And I, I think it would be, based on my experience with this person, be basically reverted back as my own failing. Um, because when I had aired grievances with her in the past, that is, that is basically the reaction I've got.

[00:11:54] Anne Morriss:
“There's something wrong with you, Rachel.”

[00:11:56] Rachel:
Yeah.

[00:11:57] Anne Morriss:
“You’re too sensitive.” What's the, what's the story?

[00:11:59] Rachel:
Yeah, yeah. Actually, that's funny. I, you just kind of triggered a memory, but yes. In one of the conversations I had with her where I was basically trying to say, “I want to work well with you, you need to tell me how to work well with you, because clearly whatever we're doing isn’t.” And part of it was “You're taking this too personally.” Very dismissive, basically “don't be such a snowflake.”

[00:12:28] Anne Morriss:
And then do you think the fundamental tension is that if we give her the benefit of the doubt, which is we, she may not have earned here, but if we give her the benefit of the doubt, is it that she reads you as trying to change the way she works? And her response is “I know how to do this. Don't get in my way.”

[00:12:52] Rachel:
I think in some ways, yes. I think the way I would characterize it would be more akin to “you are a hurdle and inconvenience, and the role in which you play here is not necessary. so I am just going to circumvent you”.

[00:13:17] Anne Morriss:
Got it. Got it. Well, I'm going to, um, ask my beautiful wife to summarize what she's been hearing.

[00:13:25] Frances Frei:
So here's my summary of what's going on. You're interacting with someone who, uh, your role has been imposed on them and that their interpretation of the problem is your role's presence; your interpretation of the problem is their lack of acquiescence. So you have two different problems, and so what do we do when it's not that I'm the problem, but that my role is problematic to someone else who is much more senior in the organization? What can I do as a more junior person to do this?

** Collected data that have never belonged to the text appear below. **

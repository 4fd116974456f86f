use chrono::{DateTime, Utc};
use rand::rngs::StdRng;
use rand::{Rng, SeedableRng};
use rayon::prelude::*;
use rust_decimal::Decimal;
use rust_decimal::prelude::{FromPrimitive, ToPrimitive};
use serde::{Deserialize, Serialize};
use std::collections::HashMap;
use std::sync::Arc;
use std::sync::atomic::{AtomicBool, Ordering};

use crate::domain::portfolio::PortfolioSnapshot;
use crate::domain::risk::limits::RiskLimitSet;
use crate::domain::risk::metrics::RiskMetrics;

/// A hypothetical market shock applied to the current book
#[derive(Debug, Clone, Serialize, Deserialize)]
pub struct StressScenario {
    pub name: String,
    pub description: String,
    /// Shock applied to symbols without a specific entry
    pub default_price_shock_pct: f64,
    /// Per-symbol overrides, e.g. stablecoins depegging less than majors
    pub price_shocks: HashMap<String, f64>,
    pub volatility_multiplier: f64,
    /// When set, all pairwise correlations are forced to this value
    pub correlation_override: Option<f64>,
}

impl StressScenario {
    pub fn shock_for(&self, symbol: &str) -> f64 {
        self.price_shocks
            .get(symbol)
            .copied()
            .unwrap_or(self.default_price_shock_pct)
    }
}

/// Scenario catalog replayed on a schedule; calibrated to historical crypto
/// drawdowns.
pub fn default_scenarios() -> Vec<StressScenario> {
    vec![
        StressScenario {
            name: "march_2020_crash".to_string(),
            description: "March 2020 style liquidity cascade: -50% across majors".to_string(),
            default_price_shock_pct: -0.50,
            price_shocks: HashMap::new(),
            volatility_multiplier: 2.0,
            correlation_override: None,
        },
        StressScenario {
            name: "black_swan".to_string(),
            description: "Black swan tail event: -75%, volatility x5, correlations to one"
                .to_string(),
            default_price_shock_pct: -0.75,
            price_shocks: HashMap::new(),
            volatility_multiplier: 5.0,
            correlation_override: Some(0.95),
        },
        StressScenario {
            name: "stablecoin_depeg".to_string(),
            description: "Quote-asset depeg: majors -30%, volatility x3".to_string(),
            default_price_shock_pct: -0.30,
            price_shocks: HashMap::new(),
            volatility_multiplier: 3.0,
            correlation_override: Some(0.8),
        },
    ]
}

#[derive(Debug, Clone, Serialize)]
pub struct StressResult {
    pub scenario: String,
    /// Immediate mark-to-market loss from the price shocks
    pub projected_pnl: Decimal,
    /// Projected loss as a fraction of current equity
    pub projected_return: f64,
    /// 99% VaR re-estimated under the scenario's volatility regime
    pub var_99_under_scenario: f64,
    /// Worst simulated path return under the scenario
    pub worst_path_return: f64,
    /// Whether post-shock equity stays above zero
    pub survives: bool,
    pub computed_at: DateTime<Utc>,
}

/// Signalled when a scenario run was abandoned because newer portfolio state
/// arrived or shutdown began.
#[derive(Debug, thiserror::Error)]
#[error("stress run cancelled")]
pub struct StressCancelled;

/// Revalue the book under a scenario and re-estimate tail risk in the
/// shocked volatility regime. Checks `cancel` between phases so a superseded
/// snapshot stops wasting cores.
pub fn run_scenario(
    scenario: &StressScenario,
    portfolio: &PortfolioSnapshot,
    metrics: &RiskMetrics,
    mc_paths: usize,
    mc_seed: u64,
    cancel: &Arc<AtomicBool>,
) -> Result<StressResult, StressCancelled> {
    if cancel.load(Ordering::Relaxed) {
        return Err(StressCancelled);
    }

    let equity = portfolio.total_value.to_f64().unwrap_or(0.0);

    // Phase 1: deterministic mark-to-market under the shocks
    let mut shocked_loss = 0.0f64;
    for (symbol, position) in &portfolio.positions {
        let value = position.market_value().to_f64().unwrap_or(0.0);
        shocked_loss += value * scenario.shock_for(symbol);
    }
    let projected_pnl = Decimal::from_f64(shocked_loss).unwrap_or(Decimal::ZERO).round_dp(2);
    let projected_return = if equity > 0.0 { shocked_loss / equity } else { 0.0 };

    if cancel.load(Ordering::Relaxed) {
        return Err(StressCancelled);
    }

    // Phase 2: Monte Carlo in the shocked regime. Daily sigma from the
    // annualized portfolio vol, inflated by the scenario multiplier and by
    // the correlation override closing diversification.
    let mut daily_sigma = metrics.portfolio_volatility / (365.0f64).sqrt();
    daily_sigma *= scenario.volatility_multiplier;
    if let Some(rho) = scenario.correlation_override {
        let current_max = metrics
            .correlation
            .max_offdiagonal()
            .map(|(_, _, v)| v)
            .unwrap_or(0.0);
        if rho > current_max {
            // Crude diversification haircut: higher common correlation
            // pushes portfolio vol toward the weighted sum of asset vols
            daily_sigma *= (1.0 + rho).sqrt();
        }
    }

    let paths = simulate_paths(projected_return, daily_sigma, mc_paths, mc_seed, cancel)?;

    let mut sorted = paths;
    sorted.sort_by(|a, b| a.total_cmp(b));
    let idx = ((0.01 * sorted.len() as f64).floor() as usize).min(sorted.len().saturating_sub(1));
    let var_99_under_scenario = sorted.first().map(|_| (-sorted[idx]).max(0.0)).unwrap_or(0.0);
    let worst_path_return = sorted.first().copied().unwrap_or(0.0);

    Ok(StressResult {
        scenario: scenario.name.clone(),
        projected_pnl,
        projected_return,
        var_99_under_scenario,
        worst_path_return,
        survives: equity + shocked_loss > 0.0,
        computed_at: Utc::now(),
    })
}

fn simulate_paths(
    mu: f64,
    sigma: f64,
    paths: usize,
    seed: u64,
    cancel: &Arc<AtomicBool>,
) -> Result<Vec<f64>, StressCancelled> {
    let results: Vec<Option<f64>> = (0..paths)
        .into_par_iter()
        .map(|i| {
            // Cheap per-path check keeps cancellation latency low
            if cancel.load(Ordering::Relaxed) {
                return None;
            }
            let path_seed = seed.wrapping_add((i as u64).wrapping_mul(0x9E37_79B9_7F4A_7C15));
            let mut rng = StdRng::seed_from_u64(path_seed);
            let u1: f64 = rng.random::<f64>().max(1e-12);
            let u2: f64 = rng.random();
            let z = (-2.0 * u1.ln()).sqrt() * (2.0 * std::f64::consts::PI * u2).cos();
            Some(mu + sigma * z)
        })
        .collect();
    results.into_iter().collect::<Option<Vec<f64>>>().ok_or(StressCancelled)
}

/// Derive a tightened limit set from stress results.
///
/// Only ever proposes stricter values than the active set; a proposal is
/// advisory and takes effect only after explicit operator approval. Returns
/// None when every scenario is survivable with the current limits.
pub fn propose_tightening(
    results: &[StressResult],
    active: &RiskLimitSet,
) -> Option<RiskLimitSet> {
    let worst = results
        .iter()
        .filter(|r| !r.survives || r.projected_return < -active.max_drawdown_pct)
        .min_by(|a, b| a.projected_return.total_cmp(&b.projected_return))?;

    let mut proposed = active.clone();
    proposed.name = format!("{}-stress-{}", active.name, worst.scenario);
    proposed.version = active.version + 1;

    // Halve concentration and VaR headroom; tightening only, never loosening
    proposed.max_position_pct = (active.max_position_pct * 0.5).min(active.max_position_pct);
    proposed.daily_var_ceiling_pct = (active.daily_var_ceiling_pct * 0.5).min(active.daily_var_ceiling_pct);
    proposed.max_leverage = (active.max_leverage * 0.75).min(active.max_leverage).max(1.0);
    proposed.max_order_value_usd = (active.max_order_value_usd * 0.5).min(active.max_order_value_usd);

    debug_assert!(proposed.is_tightening_of(active));
    Some(proposed)
}

#[cfg(test)]
mod tests {
    use super::*;
    use rust_decimal_macros::dec;

    use crate::domain::portfolio::Position;

    fn portfolio() -> PortfolioSnapshot {
        let mut positions = HashMap::new();
        positions.insert(
            "BTC/USDT".to_string(),
            Position {
                symbol: "BTC/USDT".to_string(),
                quantity: dec!(1),
                mark_price: dec!(40000),
                cost_basis: dec!(38000),
                exchange: "binance".to_string(),
            },
        );
        PortfolioSnapshot::new(Utc::now(), dec!(60000), positions, dec!(100000), 1e-6).unwrap()
    }

    fn metrics() -> RiskMetrics {
        let mut m = RiskMetrics::empty(Utc::now(), 0.95, 0.0);
        m.portfolio_volatility = 0.6;
        m
    }

    #[test]
    fn test_march_2020_scenario_halves_positions() {
        let cancel = Arc::new(AtomicBool::new(false));
        let scenarios = default_scenarios();
        let crash = &scenarios[0];
        let result = run_scenario(crash, &portfolio(), &metrics(), 1000, 7, &cancel).unwrap();

        // 40k position shocked -50% = -20k on 100k equity
        assert_eq!(result.projected_pnl, dec!(-20000));
        assert!((result.projected_return + 0.2).abs() < 1e-9);
        assert!(result.survives);
        assert!(result.var_99_under_scenario > 0.0);
    }

    #[test]
    fn test_black_swan_is_worse_than_crash() {
        let cancel = Arc::new(AtomicBool::new(false));
        let scenarios = default_scenarios();
        let crash = run_scenario(&scenarios[0], &portfolio(), &metrics(), 1000, 7, &cancel).unwrap();
        let swan = run_scenario(&scenarios[1], &portfolio(), &metrics(), 1000, 7, &cancel).unwrap();
        assert!(swan.projected_return < crash.projected_return);
        assert!(swan.var_99_under_scenario > crash.var_99_under_scenario);
    }

    #[test]
    fn test_cancelled_run_returns_error() {
        let cancel = Arc::new(AtomicBool::new(true));
        let scenarios = default_scenarios();
        let result = run_scenario(&scenarios[0], &portfolio(), &metrics(), 1000, 7, &cancel);
        assert!(result.is_err());
    }

    #[test]
    fn test_deterministic_for_fixed_seed() {
        let cancel = Arc::new(AtomicBool::new(false));
        let scenarios = default_scenarios();
        let a = run_scenario(&scenarios[1], &portfolio(), &metrics(), 2000, 11, &cancel).unwrap();
        let b = run_scenario(&scenarios[1], &portfolio(), &metrics(), 2000, 11, &cancel).unwrap();
        assert_eq!(a.var_99_under_scenario, b.var_99_under_scenario);
        assert_eq!(a.worst_path_return, b.worst_path_return);
    }

    #[test]
    fn test_proposal_only_tightens() {
        let active = RiskLimitSet::default();
        let results = vec![StressResult {
            scenario: "black_swan".to_string(),
            projected_pnl: dec!(-90000),
            projected_return: -0.9,
            var_99_under_scenario: 0.5,
            worst_path_return: -1.2,
            survives: false,
            computed_at: Utc::now(),
        }];
        let proposed = propose_tightening(&results, &active).unwrap();
        assert!(proposed.is_tightening_of(&active));
        assert_eq!(proposed.version, active.version + 1);
        assert!(proposed.max_position_pct <= active.max_position_pct);
    }

    #[test]
    fn test_no_proposal_when_survivable() {
        let active = RiskLimitSet::default();
        let results = vec![StressResult {
            scenario: "march_2020_crash".to_string(),
            projected_pnl: dec!(-5000),
            projected_return: -0.05,
            var_99_under_scenario: 0.08,
            worst_path_return: -0.15,
            survives: true,
            computed_at: Utc::now(),
        }];
        assert!(propose_tightening(&results, &active).is_none());
    }
}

Because the, you know, the quick answer is get other operations leads. Like abandon, abandon this. But I want, we learn at extremes. So I want us to figure out, if you stay here, what can you do? But my interpretation of it is that this is someone who doesn't want resource managers to have a, wants it to be a small r and a small m. And the organization has decided that resource managers are now capital R and capital M. Um, so I wanna just first check is, does that resonate?

[00:14:43] Rachel:
Very much so. That was so eloquent and beautiful.

[00:14:49] Frances Frei:
All right, so if we think about this in general, I can tell you what the classic, um, objectives are. One is to try to find a win-win. It's gonna be super hard here, but that's, but that's what it is. The other is, and I don't know how you're gonna react to this, it is for you to be more assertive, but not unpleasantly and not with conflict. In fact, you wanna think about it as neutral assertive in a non-combative way.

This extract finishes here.